** Goal of the exercise **
Go line by line through the listing below and copy those that hold "first".
(Beginning of Material shown)
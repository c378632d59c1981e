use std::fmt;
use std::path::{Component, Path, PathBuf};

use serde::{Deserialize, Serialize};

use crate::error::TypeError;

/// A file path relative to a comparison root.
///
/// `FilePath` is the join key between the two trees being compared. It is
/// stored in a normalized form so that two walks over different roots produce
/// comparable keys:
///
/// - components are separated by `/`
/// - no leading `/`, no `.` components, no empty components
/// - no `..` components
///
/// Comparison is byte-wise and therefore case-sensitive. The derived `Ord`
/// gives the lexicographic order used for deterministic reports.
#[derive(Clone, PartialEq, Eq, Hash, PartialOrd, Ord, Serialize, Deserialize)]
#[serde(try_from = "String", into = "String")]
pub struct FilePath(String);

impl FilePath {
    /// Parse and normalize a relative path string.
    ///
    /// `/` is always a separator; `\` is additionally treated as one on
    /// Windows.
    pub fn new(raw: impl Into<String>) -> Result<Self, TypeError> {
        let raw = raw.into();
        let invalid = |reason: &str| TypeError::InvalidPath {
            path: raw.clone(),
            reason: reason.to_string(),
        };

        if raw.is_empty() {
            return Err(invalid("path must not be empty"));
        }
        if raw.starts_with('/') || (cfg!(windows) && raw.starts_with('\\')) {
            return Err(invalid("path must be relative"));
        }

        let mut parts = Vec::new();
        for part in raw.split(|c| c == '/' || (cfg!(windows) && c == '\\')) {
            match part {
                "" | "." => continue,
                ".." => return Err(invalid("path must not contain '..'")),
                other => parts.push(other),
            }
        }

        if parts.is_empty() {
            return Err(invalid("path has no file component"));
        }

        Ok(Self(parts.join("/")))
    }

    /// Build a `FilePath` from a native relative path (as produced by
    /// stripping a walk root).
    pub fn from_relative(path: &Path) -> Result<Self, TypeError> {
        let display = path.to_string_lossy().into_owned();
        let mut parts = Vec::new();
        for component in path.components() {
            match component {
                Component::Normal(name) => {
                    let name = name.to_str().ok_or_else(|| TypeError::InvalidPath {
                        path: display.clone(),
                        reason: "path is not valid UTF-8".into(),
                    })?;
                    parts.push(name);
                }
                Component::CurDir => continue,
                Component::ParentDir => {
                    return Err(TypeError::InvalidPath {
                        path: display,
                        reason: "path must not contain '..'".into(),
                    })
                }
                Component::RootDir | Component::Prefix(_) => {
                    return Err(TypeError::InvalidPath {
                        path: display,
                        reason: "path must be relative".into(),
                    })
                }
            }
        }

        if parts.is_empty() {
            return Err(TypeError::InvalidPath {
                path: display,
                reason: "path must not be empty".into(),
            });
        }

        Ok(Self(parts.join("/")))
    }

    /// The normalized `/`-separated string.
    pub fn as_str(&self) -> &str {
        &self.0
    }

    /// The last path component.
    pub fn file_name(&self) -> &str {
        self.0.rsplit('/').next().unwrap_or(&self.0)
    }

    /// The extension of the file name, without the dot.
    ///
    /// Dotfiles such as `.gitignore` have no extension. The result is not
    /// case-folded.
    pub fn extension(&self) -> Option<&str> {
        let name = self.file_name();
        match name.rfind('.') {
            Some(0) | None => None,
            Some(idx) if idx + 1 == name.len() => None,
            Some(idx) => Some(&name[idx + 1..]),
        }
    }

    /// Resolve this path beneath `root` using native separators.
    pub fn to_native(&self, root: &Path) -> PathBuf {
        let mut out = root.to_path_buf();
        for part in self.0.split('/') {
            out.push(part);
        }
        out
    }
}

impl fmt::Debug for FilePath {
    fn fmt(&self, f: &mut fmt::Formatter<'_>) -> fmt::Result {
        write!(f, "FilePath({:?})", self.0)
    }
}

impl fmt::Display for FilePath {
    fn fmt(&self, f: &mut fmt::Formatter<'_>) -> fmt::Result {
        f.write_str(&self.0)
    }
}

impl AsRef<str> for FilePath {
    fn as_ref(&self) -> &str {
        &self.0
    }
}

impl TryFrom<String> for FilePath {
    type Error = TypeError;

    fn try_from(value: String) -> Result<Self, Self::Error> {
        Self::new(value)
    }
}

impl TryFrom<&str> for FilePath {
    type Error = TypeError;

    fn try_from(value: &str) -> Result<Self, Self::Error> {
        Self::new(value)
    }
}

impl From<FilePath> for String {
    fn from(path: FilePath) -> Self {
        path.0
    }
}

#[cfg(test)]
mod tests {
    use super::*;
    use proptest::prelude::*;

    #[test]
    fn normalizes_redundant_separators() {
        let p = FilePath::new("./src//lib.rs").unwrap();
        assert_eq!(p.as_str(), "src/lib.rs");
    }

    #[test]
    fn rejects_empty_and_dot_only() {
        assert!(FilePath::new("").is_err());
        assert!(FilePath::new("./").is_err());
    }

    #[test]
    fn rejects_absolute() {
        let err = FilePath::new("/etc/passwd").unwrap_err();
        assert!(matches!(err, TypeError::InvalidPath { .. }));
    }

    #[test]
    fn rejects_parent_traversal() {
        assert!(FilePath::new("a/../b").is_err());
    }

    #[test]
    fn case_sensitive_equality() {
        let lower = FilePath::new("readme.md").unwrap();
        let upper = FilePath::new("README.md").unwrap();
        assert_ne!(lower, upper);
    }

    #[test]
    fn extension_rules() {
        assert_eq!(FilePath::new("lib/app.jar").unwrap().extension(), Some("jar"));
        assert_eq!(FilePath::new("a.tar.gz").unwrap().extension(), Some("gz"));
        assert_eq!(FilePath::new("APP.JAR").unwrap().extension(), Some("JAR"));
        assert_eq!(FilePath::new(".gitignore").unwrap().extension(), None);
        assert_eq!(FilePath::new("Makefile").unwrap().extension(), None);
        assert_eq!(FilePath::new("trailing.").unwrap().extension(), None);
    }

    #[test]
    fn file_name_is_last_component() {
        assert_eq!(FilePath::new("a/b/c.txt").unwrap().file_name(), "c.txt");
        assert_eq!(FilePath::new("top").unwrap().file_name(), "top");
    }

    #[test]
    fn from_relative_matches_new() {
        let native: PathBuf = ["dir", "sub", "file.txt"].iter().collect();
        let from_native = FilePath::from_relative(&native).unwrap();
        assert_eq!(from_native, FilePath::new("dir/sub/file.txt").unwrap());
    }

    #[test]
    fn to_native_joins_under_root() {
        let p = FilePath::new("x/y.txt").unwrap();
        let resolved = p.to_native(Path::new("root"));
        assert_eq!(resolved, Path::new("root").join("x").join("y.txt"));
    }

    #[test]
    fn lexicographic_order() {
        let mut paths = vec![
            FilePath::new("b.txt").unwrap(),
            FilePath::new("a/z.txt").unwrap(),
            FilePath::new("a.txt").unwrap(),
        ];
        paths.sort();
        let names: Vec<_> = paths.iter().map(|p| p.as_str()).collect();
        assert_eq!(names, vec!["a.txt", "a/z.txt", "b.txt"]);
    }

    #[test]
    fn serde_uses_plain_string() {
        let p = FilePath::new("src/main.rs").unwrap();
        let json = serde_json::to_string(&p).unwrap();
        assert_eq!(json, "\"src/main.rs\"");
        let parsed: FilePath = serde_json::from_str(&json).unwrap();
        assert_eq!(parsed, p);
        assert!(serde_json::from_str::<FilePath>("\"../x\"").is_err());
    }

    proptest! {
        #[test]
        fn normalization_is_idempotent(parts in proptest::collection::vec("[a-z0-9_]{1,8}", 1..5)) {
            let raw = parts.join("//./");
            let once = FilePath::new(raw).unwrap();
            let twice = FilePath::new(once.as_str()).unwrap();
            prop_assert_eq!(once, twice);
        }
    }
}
(End of Material shown)
(Beginning of Material shown)
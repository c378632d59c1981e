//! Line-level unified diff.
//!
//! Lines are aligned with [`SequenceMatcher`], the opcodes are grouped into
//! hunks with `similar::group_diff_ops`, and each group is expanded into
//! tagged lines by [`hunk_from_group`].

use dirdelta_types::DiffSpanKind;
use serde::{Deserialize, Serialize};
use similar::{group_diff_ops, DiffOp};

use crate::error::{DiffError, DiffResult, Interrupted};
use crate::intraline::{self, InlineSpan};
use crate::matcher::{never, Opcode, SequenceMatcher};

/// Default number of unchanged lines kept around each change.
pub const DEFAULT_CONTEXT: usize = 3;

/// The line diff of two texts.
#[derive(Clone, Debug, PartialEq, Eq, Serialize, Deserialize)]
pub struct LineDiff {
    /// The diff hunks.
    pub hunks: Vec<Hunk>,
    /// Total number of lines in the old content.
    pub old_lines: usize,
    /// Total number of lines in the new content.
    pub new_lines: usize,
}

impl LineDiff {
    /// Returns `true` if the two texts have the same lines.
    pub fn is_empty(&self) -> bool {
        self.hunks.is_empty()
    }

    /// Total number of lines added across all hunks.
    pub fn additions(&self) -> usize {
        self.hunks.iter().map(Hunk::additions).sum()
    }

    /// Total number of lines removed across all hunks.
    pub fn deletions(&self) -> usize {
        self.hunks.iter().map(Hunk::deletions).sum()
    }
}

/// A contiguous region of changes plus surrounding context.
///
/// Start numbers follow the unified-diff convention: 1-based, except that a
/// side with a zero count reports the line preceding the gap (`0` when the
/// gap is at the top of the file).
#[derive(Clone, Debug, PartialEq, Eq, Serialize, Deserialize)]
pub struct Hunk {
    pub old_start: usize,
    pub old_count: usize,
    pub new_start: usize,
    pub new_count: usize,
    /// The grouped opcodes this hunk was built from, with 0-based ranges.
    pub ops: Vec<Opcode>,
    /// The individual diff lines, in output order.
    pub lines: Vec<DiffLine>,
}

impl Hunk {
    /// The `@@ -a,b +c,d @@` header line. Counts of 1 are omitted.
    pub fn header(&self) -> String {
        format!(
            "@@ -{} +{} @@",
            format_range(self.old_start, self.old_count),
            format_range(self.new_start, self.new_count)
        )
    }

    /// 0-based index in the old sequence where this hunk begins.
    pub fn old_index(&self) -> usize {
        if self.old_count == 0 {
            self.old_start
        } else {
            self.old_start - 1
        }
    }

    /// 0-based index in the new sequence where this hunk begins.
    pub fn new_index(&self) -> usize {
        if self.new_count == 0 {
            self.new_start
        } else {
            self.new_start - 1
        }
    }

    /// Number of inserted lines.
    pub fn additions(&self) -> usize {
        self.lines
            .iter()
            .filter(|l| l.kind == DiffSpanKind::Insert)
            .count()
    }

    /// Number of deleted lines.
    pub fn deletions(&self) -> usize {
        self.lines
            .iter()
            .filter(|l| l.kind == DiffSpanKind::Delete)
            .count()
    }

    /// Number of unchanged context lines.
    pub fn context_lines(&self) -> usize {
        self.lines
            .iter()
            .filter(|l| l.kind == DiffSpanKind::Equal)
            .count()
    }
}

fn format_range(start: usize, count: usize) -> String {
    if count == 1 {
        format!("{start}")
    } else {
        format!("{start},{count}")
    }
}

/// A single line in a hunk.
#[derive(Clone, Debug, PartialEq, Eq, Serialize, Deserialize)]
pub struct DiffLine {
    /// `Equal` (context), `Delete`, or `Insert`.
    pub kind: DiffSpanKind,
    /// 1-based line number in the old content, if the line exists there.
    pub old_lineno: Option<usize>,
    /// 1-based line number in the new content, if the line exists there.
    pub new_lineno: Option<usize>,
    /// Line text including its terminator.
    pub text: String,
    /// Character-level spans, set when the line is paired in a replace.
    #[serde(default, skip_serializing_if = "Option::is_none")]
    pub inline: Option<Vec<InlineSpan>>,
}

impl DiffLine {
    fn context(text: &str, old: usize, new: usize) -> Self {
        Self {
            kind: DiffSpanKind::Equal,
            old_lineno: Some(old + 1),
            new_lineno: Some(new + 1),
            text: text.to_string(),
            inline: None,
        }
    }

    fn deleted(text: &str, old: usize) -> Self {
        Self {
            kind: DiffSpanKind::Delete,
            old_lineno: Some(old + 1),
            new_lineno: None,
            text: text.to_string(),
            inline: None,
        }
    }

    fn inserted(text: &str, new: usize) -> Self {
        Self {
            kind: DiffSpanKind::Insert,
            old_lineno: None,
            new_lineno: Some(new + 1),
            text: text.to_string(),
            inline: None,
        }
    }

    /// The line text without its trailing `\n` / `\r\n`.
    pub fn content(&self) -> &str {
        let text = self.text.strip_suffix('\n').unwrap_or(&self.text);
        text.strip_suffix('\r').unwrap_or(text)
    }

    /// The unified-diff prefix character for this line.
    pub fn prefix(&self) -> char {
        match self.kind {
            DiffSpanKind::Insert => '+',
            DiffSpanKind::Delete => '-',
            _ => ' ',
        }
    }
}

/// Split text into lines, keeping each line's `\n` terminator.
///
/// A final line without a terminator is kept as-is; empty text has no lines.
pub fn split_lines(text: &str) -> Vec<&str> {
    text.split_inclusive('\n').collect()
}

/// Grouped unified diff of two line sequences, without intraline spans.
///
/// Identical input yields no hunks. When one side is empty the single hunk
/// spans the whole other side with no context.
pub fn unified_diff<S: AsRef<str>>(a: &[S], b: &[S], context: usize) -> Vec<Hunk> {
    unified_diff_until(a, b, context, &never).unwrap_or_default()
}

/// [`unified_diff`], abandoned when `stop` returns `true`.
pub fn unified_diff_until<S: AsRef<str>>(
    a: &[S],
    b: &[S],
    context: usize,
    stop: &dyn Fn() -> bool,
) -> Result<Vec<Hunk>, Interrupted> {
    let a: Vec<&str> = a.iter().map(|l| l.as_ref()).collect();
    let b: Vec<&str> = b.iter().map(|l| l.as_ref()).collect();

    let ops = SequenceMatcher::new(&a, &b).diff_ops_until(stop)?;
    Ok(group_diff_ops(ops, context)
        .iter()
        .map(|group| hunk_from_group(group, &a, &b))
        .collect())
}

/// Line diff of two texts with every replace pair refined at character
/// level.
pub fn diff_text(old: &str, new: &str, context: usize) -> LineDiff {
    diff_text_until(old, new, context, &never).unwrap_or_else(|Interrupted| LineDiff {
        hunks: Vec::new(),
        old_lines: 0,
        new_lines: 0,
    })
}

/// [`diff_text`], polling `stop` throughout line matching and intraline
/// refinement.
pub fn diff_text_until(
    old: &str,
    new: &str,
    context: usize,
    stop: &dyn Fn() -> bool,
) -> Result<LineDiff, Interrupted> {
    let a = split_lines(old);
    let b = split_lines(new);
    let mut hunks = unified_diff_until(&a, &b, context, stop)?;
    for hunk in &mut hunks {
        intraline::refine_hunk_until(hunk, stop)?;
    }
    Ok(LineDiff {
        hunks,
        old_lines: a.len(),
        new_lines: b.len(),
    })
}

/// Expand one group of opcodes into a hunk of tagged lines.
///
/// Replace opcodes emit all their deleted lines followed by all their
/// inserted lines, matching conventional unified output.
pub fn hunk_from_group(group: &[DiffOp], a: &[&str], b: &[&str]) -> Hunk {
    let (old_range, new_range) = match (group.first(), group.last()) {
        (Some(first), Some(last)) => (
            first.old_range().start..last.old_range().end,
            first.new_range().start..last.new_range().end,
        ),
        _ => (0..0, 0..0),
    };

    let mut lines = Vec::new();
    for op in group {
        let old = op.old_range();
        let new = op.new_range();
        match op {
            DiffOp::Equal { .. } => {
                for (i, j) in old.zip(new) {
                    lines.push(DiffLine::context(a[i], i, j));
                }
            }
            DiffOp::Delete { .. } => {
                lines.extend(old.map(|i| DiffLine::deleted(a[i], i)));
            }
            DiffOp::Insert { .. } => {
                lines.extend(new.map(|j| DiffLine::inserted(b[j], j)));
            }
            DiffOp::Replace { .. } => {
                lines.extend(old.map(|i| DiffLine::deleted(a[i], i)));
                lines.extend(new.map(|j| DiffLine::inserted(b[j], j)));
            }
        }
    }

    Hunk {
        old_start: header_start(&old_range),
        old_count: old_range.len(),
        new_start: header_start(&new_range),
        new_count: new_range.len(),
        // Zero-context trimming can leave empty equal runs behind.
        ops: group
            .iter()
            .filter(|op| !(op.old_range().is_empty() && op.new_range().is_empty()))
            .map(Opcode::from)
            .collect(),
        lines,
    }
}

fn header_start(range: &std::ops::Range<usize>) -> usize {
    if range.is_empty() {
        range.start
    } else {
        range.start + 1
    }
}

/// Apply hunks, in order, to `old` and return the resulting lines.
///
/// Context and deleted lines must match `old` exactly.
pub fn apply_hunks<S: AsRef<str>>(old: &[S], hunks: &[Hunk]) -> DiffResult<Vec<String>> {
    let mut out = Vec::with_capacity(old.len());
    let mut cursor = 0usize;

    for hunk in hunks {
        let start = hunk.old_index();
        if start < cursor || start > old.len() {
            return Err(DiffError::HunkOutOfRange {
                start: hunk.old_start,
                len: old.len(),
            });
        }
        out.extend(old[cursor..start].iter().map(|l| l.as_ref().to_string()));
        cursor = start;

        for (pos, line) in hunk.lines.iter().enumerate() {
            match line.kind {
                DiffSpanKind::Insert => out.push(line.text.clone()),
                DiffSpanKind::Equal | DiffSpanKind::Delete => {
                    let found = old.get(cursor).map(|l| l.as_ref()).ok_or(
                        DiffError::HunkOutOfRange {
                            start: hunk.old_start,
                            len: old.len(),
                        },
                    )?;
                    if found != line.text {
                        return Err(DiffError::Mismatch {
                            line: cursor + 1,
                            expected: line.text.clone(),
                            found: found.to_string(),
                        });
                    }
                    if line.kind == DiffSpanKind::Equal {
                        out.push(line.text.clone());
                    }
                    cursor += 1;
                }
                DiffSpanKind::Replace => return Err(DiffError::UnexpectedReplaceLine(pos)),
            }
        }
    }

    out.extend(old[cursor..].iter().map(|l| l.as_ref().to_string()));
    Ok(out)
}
(End of Material shown)
(Beginning of Material shown)
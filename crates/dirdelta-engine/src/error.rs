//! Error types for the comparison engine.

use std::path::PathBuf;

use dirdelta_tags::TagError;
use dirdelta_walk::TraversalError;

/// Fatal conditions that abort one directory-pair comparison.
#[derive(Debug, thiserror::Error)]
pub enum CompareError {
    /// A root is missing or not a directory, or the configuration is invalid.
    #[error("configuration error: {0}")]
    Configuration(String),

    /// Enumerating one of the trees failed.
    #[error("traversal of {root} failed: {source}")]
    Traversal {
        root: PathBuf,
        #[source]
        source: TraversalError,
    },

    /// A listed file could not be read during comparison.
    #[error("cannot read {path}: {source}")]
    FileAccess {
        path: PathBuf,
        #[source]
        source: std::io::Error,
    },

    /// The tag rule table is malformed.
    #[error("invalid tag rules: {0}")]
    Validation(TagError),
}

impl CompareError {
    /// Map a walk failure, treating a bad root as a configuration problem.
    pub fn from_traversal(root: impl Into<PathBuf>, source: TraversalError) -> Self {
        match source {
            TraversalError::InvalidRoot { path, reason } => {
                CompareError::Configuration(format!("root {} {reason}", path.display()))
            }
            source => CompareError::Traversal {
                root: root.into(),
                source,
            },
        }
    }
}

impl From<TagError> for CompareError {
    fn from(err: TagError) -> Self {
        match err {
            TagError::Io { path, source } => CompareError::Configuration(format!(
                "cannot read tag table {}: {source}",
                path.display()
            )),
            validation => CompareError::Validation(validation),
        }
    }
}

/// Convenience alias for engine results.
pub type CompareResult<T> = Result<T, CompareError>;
(End of Material shown)
** Solution to this problem **
    let (old_range, new_range) = match (group.first(), group.last()) {
        (Some(first), Some(last)) => (
            first.old_range().start..last.old_range().end,
            first.new_range().start..last.new_range().end,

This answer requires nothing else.